不法行為があるのに、なぜ慰謝料を請求しなかったのか。また、慰謝料の額をどう考えるかはそれぞれの受け止め方次第ですし、実際には事件の細かな背景を知らない限りうかつな判断を下すべきではないでしょう。でも、ときには14番の事件のように、裁判官によっては、途方もない慰謝料を認めてくれる人もいます。
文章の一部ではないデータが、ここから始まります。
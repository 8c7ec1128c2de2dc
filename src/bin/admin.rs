//! CLI administration tool for shortlink-ttl.
//!
//! Runs lifecycle maintenance against the configured record store without
//! going through the HTTP API.
//!
//! # Usage
//!
//! ```bash
//! # Evict every expired link now
//! cargo run --bin admin -- sweep
//!
//! # Show the most recent evictions
//! cargo run --bin admin -- audit --limit 20
//! cargo run --bin admin -- audit --code promo1
//!
//! # View counts
//! cargo run --bin admin -- stats
//!
//! # Check store connection
//! cargo run --bin admin -- db check
//! ```
//!
//! # Environment Variables
//!
//! Same as the server: `STORAGE_BACKEND`, `DATABASE_URL` / `REDIS_URL`, etc.

use shortlink_ttl::config;
use shortlink_ttl::domain::time::SystemClock;
use shortlink_ttl::infrastructure::{Store, connect_store};
use shortlink_ttl::state::AppState;

use anyhow::{Context, Result};
use clap::{Parser, Subcommand};
use colored::*;
use dialoguer::Confirm;
use std::sync::Arc;

/// CLI tool for managing shortlink-ttl.
#[derive(Parser)]
#[command(name = "admin")]
#[command(author, version, about, long_about = None)]
struct Cli {
    #[command(subcommand)]
    command: Commands,
}

/// Top-level command groups.
#[derive(Subcommand)]
enum Commands {
    /// Run one expiry sweep now
    Sweep {
        /// Skip confirmation prompt
        #[arg(short = 'y', long)]
        yes: bool,
    },

    /// Show the deletion audit log, newest first
    Audit {
        /// Only entries for this short code
        #[arg(short, long)]
        code: Option<String>,

        /// Maximum number of entries to show
        #[arg(short, long, default_value_t = 20)]
        limit: usize,
    },

    /// Show statistics
    Stats,

    /// Store operations
    Db {
        #[command(subcommand)]
        action: DbAction,
    },
}

/// Store diagnostic subcommands.
#[derive(Subcommand)]
enum DbAction {
    /// Check store connection
    Check,
}

#[tokio::main]
async fn main() -> Result<()> {
    // Load environment variables from .env file
    dotenvy::dotenv().ok();

    let cli = Cli::parse();

    let config = config::load_from_env().context("Invalid configuration")?;

    let store = connect_store(&config)
        .await
        .context("Failed to connect to the record store")?;

    match cli.command {
        Commands::Sweep { yes } => {
            let state = AppState::new(store, &config, Arc::new(SystemClock));
            run_sweep(&state, yes).await?
        }
        Commands::Audit { code, limit } => show_audit(&store, code, limit).await?,
        Commands::Stats => handle_stats(&store).await?,
        Commands::Db { action } => handle_db_action(action, &store, &config).await?,
    }

    Ok(())
}

/// Runs one sweep and prints its report.
///
/// Asks for confirmation first unless `--yes` is given, since every evicted
/// link is deleted permanently.
async fn run_sweep(state: &AppState, skip_confirm: bool) -> Result<()> {
    println!("{}", "🧹 Expiry Sweep".bright_blue().bold());
    println!();

    if !skip_confirm {
        let confirmed = Confirm::new()
            .with_prompt("Delete every expired link now?")
            .default(true)
            .interact()?;

        if !confirmed {
            println!("{}", "❌ Cancelled".red());
            return Ok(());
        }
    }

    let report = state
        .sweeper
        .sweep()
        .await
        .map_err(|e| anyhow::anyhow!("Sweep failed: {}", e))?;

    let Some(report) = report else {
        println!("{}", "⚠️  A sweep is already running".yellow());
        return Ok(());
    };

    println!(
        "  Scanned:      {}",
        report.scanned.to_string().bright_white().bold()
    );
    println!(
        "  Evicted:      {}",
        report.evicted.to_string().bright_green().bold()
    );
    println!(
        "  Already gone: {}",
        report.already_gone.to_string().bright_black()
    );

    let failed = report.failed.to_string();
    println!(
        "  Failed:       {}",
        if report.failed > 0 {
            failed.red().bold()
        } else {
            failed.bright_black()
        }
    );
    println!();

    if report.failed > 0 {
        println!(
            "{}",
            "⚠️  Some links could not be evicted; the next sweep retries them".yellow()
        );
    } else {
        println!("{}", "✅ Sweep finished".green().bold());
    }
    println!();

    Ok(())
}

/// Lists deletion log entries.
///
/// # Output Format
///
/// ```text
/// 📜 Deletion Log
///
///   ID    Code          Expired              Deleted              Target
///   ──────────────────────────────────────────────────────────────────────────
///   12    promo1        2025-01-15 10:30     2025-01-15 11:00     https://example.com/sale
/// ```
async fn show_audit(store: &Store, code: Option<String>, limit: usize) -> Result<()> {
    println!("{}", "📜 Deletion Log".bright_blue().bold());
    println!();

    let entries = store
        .deletion_log
        .list_recent(code, limit)
        .await
        .map_err(|e| anyhow::anyhow!("Failed to read deletion log: {}", e))?;

    if entries.is_empty() {
        println!("{}", "  No entries found".yellow());
        println!();
        return Ok(());
    }

    println!(
        "  {:<5} {:<13} {:<20} {:<20} {}",
        "ID".bright_white().bold(),
        "Code".bright_white().bold(),
        "Expired".bright_white().bold(),
        "Deleted".bright_white().bold(),
        "Target".bright_white().bold()
    );
    println!("  {}", "─".repeat(90).bright_black());

    for entry in &entries {
        println!(
            "  {:<5} {:<13} {:<20} {:<20} {}",
            entry.id.to_string().bright_black(),
            entry.code.cyan(),
            entry.expired_at.format("%Y-%m-%d %H:%M").to_string(),
            entry
                .deleted_at
                .format("%Y-%m-%d %H:%M")
                .to_string()
                .bright_black(),
            entry.target_url
        );
    }

    println!();
    println!(
        "  Shown: {}",
        entries.len().to_string().bright_white().bold()
    );
    println!();

    Ok(())
}

/// Displays store statistics.
///
/// Shows:
/// - Stored links (including expired links awaiting eviction)
/// - Expired links awaiting eviction
/// - Deletion log entries
async fn handle_stats(store: &Store) -> Result<()> {
    println!("{}", "📊 Statistics".bright_blue().bold());
    println!();

    let links_count = store
        .links
        .count()
        .await
        .map_err(|e| anyhow::anyhow!("Failed to count links: {}", e))?;

    let expired_count = store
        .links
        .list_expired(chrono::Utc::now())
        .await
        .map_err(|e| anyhow::anyhow!("Failed to list expired links: {}", e))?
        .len();

    let evictions_count = store
        .deletion_log
        .count()
        .await
        .map_err(|e| anyhow::anyhow!("Failed to count deletion log: {}", e))?;

    println!(
        "  Links:           {}",
        links_count.to_string().bright_green().bold()
    );
    println!(
        "  Awaiting sweep:  {}",
        expired_count.to_string().yellow().bold()
    );
    println!(
        "  Evictions:       {}",
        evictions_count.to_string().bright_green().bold()
    );
    println!();

    Ok(())
}

/// Handles store diagnostic commands.
async fn handle_db_action(action: DbAction, store: &Store, config: &config::Config) -> Result<()> {
    match action {
        DbAction::Check => {
            println!(
                "{}",
                format!("🔍 Checking {} connection...", config.storage_backend).bright_blue()
            );

            if !store.links.health_check().await {
                anyhow::bail!("Record store is unreachable");
            }

            println!("{}", "✅ Store connection OK".green().bold());
        }
    }

    Ok(())
}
そもそも、判決文に出てくる表現も、慰謝料の金額の根拠などまったくなく、ただ「誰それの精神的苦痛を慰留するには、●●万円をもってするのが相当である」と書かれてあるだけで、なんの根拠も示していません。。まぁ、いい加減なものです。慰謝料の査定は。。。。。

番号 提訴時期
判決時期
裁判所 法律構成 損害請求額
判決の額
慰謝料 代表的訴因
1
H11
H13.9
京都地裁 瑕疵担保
不法行為
3064万円
287万円
請求せず 構造・防火上の瑕疵
H14.9 大阪高裁 同上 3064万円
2013万円
請求せず
2 H12
H14.9
松山地裁 瑕疵担保
不法行為
2311万円
2256万円
250万円 木造不同沈下
3 H13
H15.3
釧路地裁 瑕疵担保
不法行為
2565万円
1865万円
100万円 床下浸水
行動に接していない宅地
4 H13
H15.9
京都地裁 瑕疵担保
不法行為
4378万円
3702万円
請求せず 耐震性不足
5 H11
H16.2
京都地裁 瑕疵担保
不法行為
5932万円
4318万円
請求せず 木造4階建てという違法建築
6 H11
H14.6
東京地裁 瑕疵担保
不法行為
債務不履行
7289万円
6132万円
200万円 200角の柱に100角の柱を使用
8 H14
H15.11
大阪地裁 瑕疵担保
不法行為
3720万円
498万円
請求するも
0査定
鉄骨造・中古住宅
9 H10
H14.5
盛岡地裁 瑕疵担保
不法行為
3529万円
2405万円
1000万円の請求に対して100万円 構造不良
10 H10
H14.6
大阪地裁 瑕疵担保
不法行為
債務不履行
2727万円
1903万円
300万円 木造不同沈下
11 H13
H14.7
京都地裁 瑕疵担保 2100万円
1367万円
200万円の請求に対して認めず 構造不良
12 H11
H14.8
仙台地裁 瑕疵担保
不法行為
3552万円
3101万円
100万円 施行不良全般
14 H10
H14.11
神戸地裁 瑕疵担保
不法行為
債務不履行
7590万円
2855万円
1372万円に主張に対して900万円 基礎の瑕疵
15 H10
H15.9
長野地裁 瑕疵担保 1891万円
1116万円
請求せず 構造・施行不良
16 H11
H15.12
仙台地裁 不法行為
債務不履行
3068万円
1663万円
10万円 基礎の瑕疵
17 H7
H15
名古屋地裁 瑕疵担保 4388万円
3373万円
100万円 基礎コンクリートの強度不足その他
19 H12
H16.2
京都地裁 瑕疵担保 9985万円
2721万円
請求せず
21 H11
H14.9
京都地裁 瑕疵担保
不法行為
債務不履行
2689万円
1927万円
200万円請求するも否認される 増改築の構造的瑕疵
弁護士費用も否認される

・損害請求額は、実際の損害額や弁護士費用、建築士の鑑定費用など一切の費用を合算したもの。
・判決額は、その中で認められた金額の合計
・慰謝料の金額は判決額の中に含まれています。
・複数で提訴した場合の慰謝料は一人一人に提示されますが、この表では一人当たりの慰謝料の額を書いています。